Sajeela Kershi is firmly sat on the fence. Being brought up in a Muslim family, but still doubtful about Allah’s existence, it seems that the only thing that Kershi is sure is that she’s one hundred percent agnostic. This sets up her show
It’s a show that, while specifically about a Muslim family, is wonderfully inclusive, celebrating everyone’s relationship with faith.
The first you notice about Kershi is how well she interacts with her audience. What’s impressive about her interaction is that it’s not only banterous like most comics limit themselves to, but she also allows her audience to get fully involved. She’s crafted a show that allows for her and the general public to have a dialogue about faith and upbringing and how this affects your choices and personality, resulting in an interactive and ultimately rewarding show.

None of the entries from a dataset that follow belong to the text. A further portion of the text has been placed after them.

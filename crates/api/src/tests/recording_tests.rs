// Copyright (C) 2026 The Volley Stats Contributors
// Use of this source code is governed by an MIT-style
// license that can be found in the LICENSE file or at
// https://opensource.org/licenses/MIT.

use volley_stats_domain::{Executor, GameSet, RecordedAction, Score, Side};

use crate::tests::helpers::{Harness, action, create_harness, our_point, record, start_test_match};
use crate::{
    ApiError, RecordActionRequest, RecordActionResponse, RecordOutcome, StartMatchResponse,
    get_action, record_action, try_record_action,
};

fn stored_score(harness: &mut Harness, set_id: i64) -> Score {
    let set: GameSet = harness.persistence.get_set(set_id).unwrap();
    set.score
}

#[test]
fn test_action_without_open_set_is_rejected() {
    let mut harness: Harness = create_harness();

    let outcome: RecordOutcome =
        record_action(&mut harness.persistence, &mut harness.session, &our_point());
    assert_eq!(outcome, RecordOutcome::default());

    let result: Result<RecordActionResponse, ApiError> =
        try_record_action(&mut harness.persistence, &mut harness.session, &our_point());
    assert!(matches!(result, Err(ApiError::NoActiveContext { .. })));
}

#[test]
fn test_our_point_scores_for_own_team() {
    let mut harness: Harness = create_harness();
    let started: StartMatchResponse = start_test_match(&mut harness);

    let response: RecordActionResponse =
        try_record_action(&mut harness.persistence, &mut harness.session, &our_point()).unwrap();

    assert_eq!(response.score, Score::new(1, 0));
    assert!(!response.set_ended);
    assert_eq!(
        stored_score(&mut harness, started.first_set.set_id),
        Score::new(1, 0)
    );

    let stored: RecordedAction = get_action(&mut harness.persistence, response.action_id).unwrap();
    assert_eq!(stored.executor, Executor::Team);
    assert_eq!(stored.point_for, Some(Side::Own));
}

#[test]
fn test_kill_without_point_detail_is_statistics_only() {
    let mut harness: Harness = create_harness();
    let started: StartMatchResponse = start_test_match(&mut harness);

    let kill: RecordActionRequest = action(harness.attacker_id, "attack", Some("kill"), None, None);
    record(&mut harness, &kill);

    assert_eq!(harness.session.current_score(), Score::default());
    assert_eq!(
        stored_score(&mut harness, started.first_set.set_id),
        Score::default()
    );
}

#[test]
fn test_point_detail_decides_attribution() {
    let mut harness: Harness = create_harness();
    let started: StartMatchResponse = start_test_match(&mut harness);

    let request: RecordActionRequest = action(
        harness.attacker_id,
        "attack",
        Some("kill"),
        None,
        Some("attack_point"),
    );
    record(&mut harness, &request);
    let request: RecordActionRequest = action(
        harness.opposite_id,
        "attack",
        Some("error"),
        None,
        Some("own_floor_error"),
    );
    record(&mut harness, &request);
    let request: RecordActionRequest = action(
        harness.setter_id,
        "block",
        Some("touch"),
        None,
        Some("opponent_save"),
    );
    record(&mut harness, &request);

    assert_eq!(harness.session.current_score(), Score::new(1, 1));
    assert_eq!(
        stored_score(&mut harness, started.first_set.set_id),
        Score::new(1, 1)
    );
}

#[test]
fn test_block_touch_awards_no_point() {
    let mut harness: Harness = create_harness();
    start_test_match(&mut harness);

    let request: RecordActionRequest =
        action(harness.setter_id, "block", Some("touch"), None, None);
    record(&mut harness, &request);

    assert_eq!(harness.session.current_score(), Score::default());
}

#[test]
fn test_set_with_target_is_recorded() {
    let mut harness: Harness = create_harness();
    start_test_match(&mut harness);

    let response: RecordActionResponse = try_record_action(
        &mut harness.persistence,
        &mut harness.session,
        &action(
            harness.setter_id,
            "assist",
            Some("good"),
            Some(harness.attacker_id),
            None,
        ),
    )
    .unwrap();

    let stored: RecordedAction = get_action(&mut harness.persistence, response.action_id).unwrap();
    assert_eq!(stored.target_player_id, Some(harness.attacker_id));
    assert_eq!(stored.point_for, None);
}

#[test]
fn test_unrecognized_input_is_rejected() {
    let mut harness: Harness = create_harness();
    start_test_match(&mut harness);

    let cases: [(RecordActionRequest, &str); 3] = [
        (
            action(harness.attacker_id, "spike", None, None, None),
            "category",
        ),
        (
            action(harness.attacker_id, "attack", Some("ace"), None, None),
            "result",
        ),
        (
            action(
                harness.attacker_id,
                "attack",
                Some("kill"),
                None,
                Some("lucky"),
            ),
            "point_detail",
        ),
    ];

    for (request, expected_field) in cases {
        let result: Result<RecordActionResponse, ApiError> =
            try_record_action(&mut harness.persistence, &mut harness.session, &request);
        assert!(
            matches!(
                result,
                Err(ApiError::InvalidInput { ref field, .. }) if field == expected_field
            ),
            "expected invalid {expected_field}, got {result:?}"
        );
    }
}

#[test]
fn test_action_shape_is_enforced() {
    let mut harness: Harness = create_harness();
    start_test_match(&mut harness);

    let team_attack: Result<RecordActionResponse, ApiError> = try_record_action(
        &mut harness.persistence,
        &mut harness.session,
        &action(0, "attack", Some("kill"), None, None),
    );
    assert!(matches!(
        team_attack,
        Err(ApiError::DomainRuleViolation { ref rule, .. }) if rule == "executor_matches_category"
    ));

    let player_point: Result<RecordActionResponse, ApiError> = try_record_action(
        &mut harness.persistence,
        &mut harness.session,
        &action(harness.setter_id, "our_point", None, None, None),
    );
    assert!(matches!(
        player_point,
        Err(ApiError::DomainRuleViolation { ref rule, .. }) if rule == "executor_matches_category"
    ));

    let attack_with_target: Result<RecordActionResponse, ApiError> = try_record_action(
        &mut harness.persistence,
        &mut harness.session,
        &action(
            harness.attacker_id,
            "attack",
            Some("kill"),
            Some(harness.setter_id),
            None,
        ),
    );
    assert!(matches!(
        attack_with_target,
        Err(ApiError::DomainRuleViolation { ref rule, .. }) if rule == "target_only_on_sets"
    ));
}

#[test]
fn test_failed_write_changes_nothing() {
    let mut harness: Harness = create_harness();
    let started: StartMatchResponse = start_test_match(&mut harness);
    record(&mut harness, &our_point());

    // Unknown executor violates the players foreign key.
    let outcome: RecordOutcome = record_action(
        &mut harness.persistence,
        &mut harness.session,
        &action(999, "attack", Some("kill"), None, Some("attack_point")),
    );

    assert!(!outcome.accepted);
    assert_eq!(harness.session.current_score(), Score::new(1, 0));
    assert_eq!(
        stored_score(&mut harness, started.first_set.set_id),
        Score::new(1, 0)
    );
    assert_eq!(
        harness
            .persistence
            .list_set_actions(started.first_set.set_id)
            .unwrap()
            .len(),
        1
    );
}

While I could easily watch Kershi chat with her audience, comparing their childhood experiences, she’s by no means over-reliant on it, having plenty of well-told and humorous anecdotes up her sleeve. Whether it's experiences with bullies, altercations with American immigration officers or an incident with the Taliban (yes the Taliban), Kershi will not only leave you in hysterics, but also somewhat surprised that she’s still standing in front of you.
Yet it’s Kershi’s grasp of her subject that shines through in the end. In the audience there is a mixture of faiths; Muslims, Christians, Jews. Yet, despite herself being sceptical about the powers of faith, there’s not air of judgement in Kershi’s set. It’s a show that, while specifically about a Muslim family, is wonderfully inclusive, celebrating everyone’s relationship with faith, whether that’s a strong relationship or a non-existent one.